Wednesday, June 08, 2005

A fresh start

This isn't the first time I've tried this sort of thing. Back in the old days, before there were 'Blogs', there were on-line diaries. I had one for a while. Back when my life was interesting, five or more years or so ago. On OpenDiary.com. It was annoying since it kept crashing and I'd lose a long rambling diatribe as soon as I'd cathartically purged it from my consciousness. You just can't re-create something that cleansing. It loses something. I started writing my postings in Word and then pasting them in. Then I discovered I couldn't print my posts, to save them for myself (though most of those posts, and maybe some of these, would get me into a LOT of trouble at home with Wife). Then my life got dull again. Lots of people came into my life. Lots of people left it. One very dear person left it. She was the main impetus to me starting the OD thing in the first place. Cancer Sucks. Then I stopped posting for long stretches. Then they changed their policy that if you didn't post frequently (or, at least, more frequently than I), they were going to purge your diary. I let them, and haven't been back.

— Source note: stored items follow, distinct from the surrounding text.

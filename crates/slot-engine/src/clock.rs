//! Wall-clock parsing and formatting.
//!
//! Every time the engine hands back to callers is a zero-padded `HH:MM` string.
//! Parsing accepts seconds (`HH:MM:SS`) because date-time inputs usually carry
//! them; formatting never emits them.

use chrono::{DateTime, NaiveDate, NaiveDateTime, NaiveTime, Timelike};

use crate::error::{Result, SlotError};

const CLOCK_FORMATS: &[&str] = &["%H:%M", "%H:%M:%S", "%H:%M:%S%.f"];

const DATETIME_FORMATS: &[&str] = &[
    "%Y-%m-%dT%H:%M:%S%.f",
    "%Y-%m-%dT%H:%M:%S",
    "%Y-%m-%dT%H:%M",
    "%Y-%m-%d %H:%M:%S",
    "%Y-%m-%d %H:%M",
];

/// Parse a wall-clock time such as `"09:00"` or `"14:30:00"`.
///
/// # Errors
/// Returns `SlotError::InvalidTimeFormat` if the string is not a valid clock time.
pub fn parse_clock(s: &str) -> Result<NaiveTime> {
    let trimmed = s.trim();
    CLOCK_FORMATS
        .iter()
        .find_map(|fmt| NaiveTime::parse_from_str(trimmed, fmt).ok())
        .ok_or_else(|| SlotError::InvalidTimeFormat(s.to_string()))
}

/// Format a clock time as zero-padded `HH:MM`.
pub fn format_clock(time: NaiveTime) -> String {
    time.format("%H:%M").to_string()
}

/// Drop seconds and sub-second precision, keeping `HH:MM`.
pub fn truncate_to_minute(time: NaiveTime) -> NaiveTime {
    time.with_second(0)
        .and_then(|t| t.with_nanosecond(0))
        .unwrap_or(time)
}

/// Parse a date-bearing string into a naive local date-time.
///
/// Accepts RFC 3339 (the wall-clock part is kept, the offset is discarded),
/// naive ISO 8601 date-times with `T` or space separators, and bare dates
/// (`YYYY-MM-DD`, interpreted as midnight).
///
/// # Errors
/// Returns `SlotError::InvalidTimeFormat` if no accepted form matches.
pub fn parse_datetime(s: &str) -> Result<NaiveDateTime> {
    let trimmed = s.trim();

    if let Ok(dt) = DateTime::parse_from_rfc3339(trimmed) {
        return Ok(dt.naive_local());
    }

    if let Some(dt) = DATETIME_FORMATS
        .iter()
        .find_map(|fmt| NaiveDateTime::parse_from_str(trimmed, fmt).ok())
    {
        return Ok(dt);
    }

    NaiveDate::parse_from_str(trimmed, "%Y-%m-%d")
        .map(|date| date.and_time(NaiveTime::MIN))
        .map_err(|_| SlotError::InvalidTimeFormat(s.to_string()))
}

/// Parse a date-time, placing bare clock times (`"13:00:00"`) on `day`.
///
/// # Errors
/// Returns `SlotError::InvalidTimeFormat` if the string is neither a date-time
/// nor a clock time.
pub fn parse_datetime_on(s: &str, day: NaiveDate) -> Result<NaiveDateTime> {
    parse_datetime(s).or_else(|_| parse_clock(s).map(|time| day.and_time(time)))
}

/// Minutes between two `HH:MM` clock times on a common reference day.
///
/// The difference is rounded to the nearest minute (ties away from zero) and
/// may be negative when `end` precedes `start`.
///
/// # Errors
/// Returns `SlotError::InvalidTimeFormat` if either argument is not a clock time.
pub fn duration(start: &str, end: &str) -> Result<i64> {
    let start = parse_clock(start)?;
    let end = parse_clock(end)?;
    let millis = end.signed_duration_since(start).num_milliseconds();
    Ok((millis as f64 / 60_000.0).round() as i64)
}

/// Normalize a time-ish string to `HH:MM`.
///
/// `"09:00"` passes through, `"2025-03-24T09:00"` yields its clock part, and
/// unpadded forms such as `"9:5"` are zero-padded.
///
/// # Errors
/// Returns `SlotError::InvalidTimeFormat` if no hour and minute can be extracted.
pub fn format_time(input: &str) -> Result<String> {
    let invalid = || SlotError::InvalidTimeFormat(input.to_string());

    let trimmed = input.trim();
    let clock = match trimmed.split_once('T') {
        Some((_, time)) => time,
        None => trimmed,
    };

    let (hours, rest) = clock.split_once(':').ok_or_else(invalid)?;
    let minutes: String = rest.chars().take_while(|c| c.is_ascii_digit()).collect();

    if hours.is_empty() || hours.len() > 2 || !hours.chars().all(|c| c.is_ascii_digit()) {
        return Err(invalid());
    }
    if minutes.is_empty() || minutes.len() > 2 {
        return Err(invalid());
    }

    let hour: u32 = hours.parse().map_err(|_| invalid())?;
    let minute: u32 = minutes.parse().map_err(|_| invalid())?;
    NaiveTime::from_hms_opt(hour, minute, 0)
        .map(format_clock)
        .ok_or_else(invalid)
}

/// Serde adapter for `NaiveTime` fields exchanged as `HH:MM` strings.
pub mod hhmm {
    use chrono::NaiveTime;
    use serde::{de, Deserialize, Deserializer, Serializer};

    pub fn serialize<S>(time: &NaiveTime, serializer: S) -> std::result::Result<S::Ok, S::Error>
    where
        S: Serializer,
    {
        serializer.serialize_str(&super::format_clock(*time))
    }

    pub fn deserialize<'de, D>(deserializer: D) -> std::result::Result<NaiveTime, D::Error>
    where
        D: Deserializer<'de>,
    {
        let raw = String::deserialize(deserializer)?;
        super::parse_clock(&raw).map_err(de::Error::custom)
    }
}
//! # Property Sale API
//!
//! A small property-listing service: listings, offers submitted against
//! them, and one site-wide settings document, exposed as a JSON API.
//!
//! ## Architecture
//!
//! - [`models`]: Property, Offer and AdminSettings with field validation
//! - [`db`]: Document repositories (in-memory, Postgres) and the typed gateway
//! - [`services`]: Resource operations independent of HTTP
//! - `http`: Axum router and handlers (feature `http-server`)

// RepositoryError carries rich context for debugging
#![allow(clippy::result_large_err)]

pub mod db;
pub mod models;
pub mod services;

#[cfg(feature = "http-server")]
pub mod http;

So here I am again. Back at the online diary thing again. New face. Same old shit. You may notice that a lot of my postings will be at early hours. I often have trouble sleeping, and there are several people of my acquaintance who will verify that I like to go online and write long, heartfelt, and usually quite meaningless drivel in emails. Now it can be here, without cluttering up their mailbox.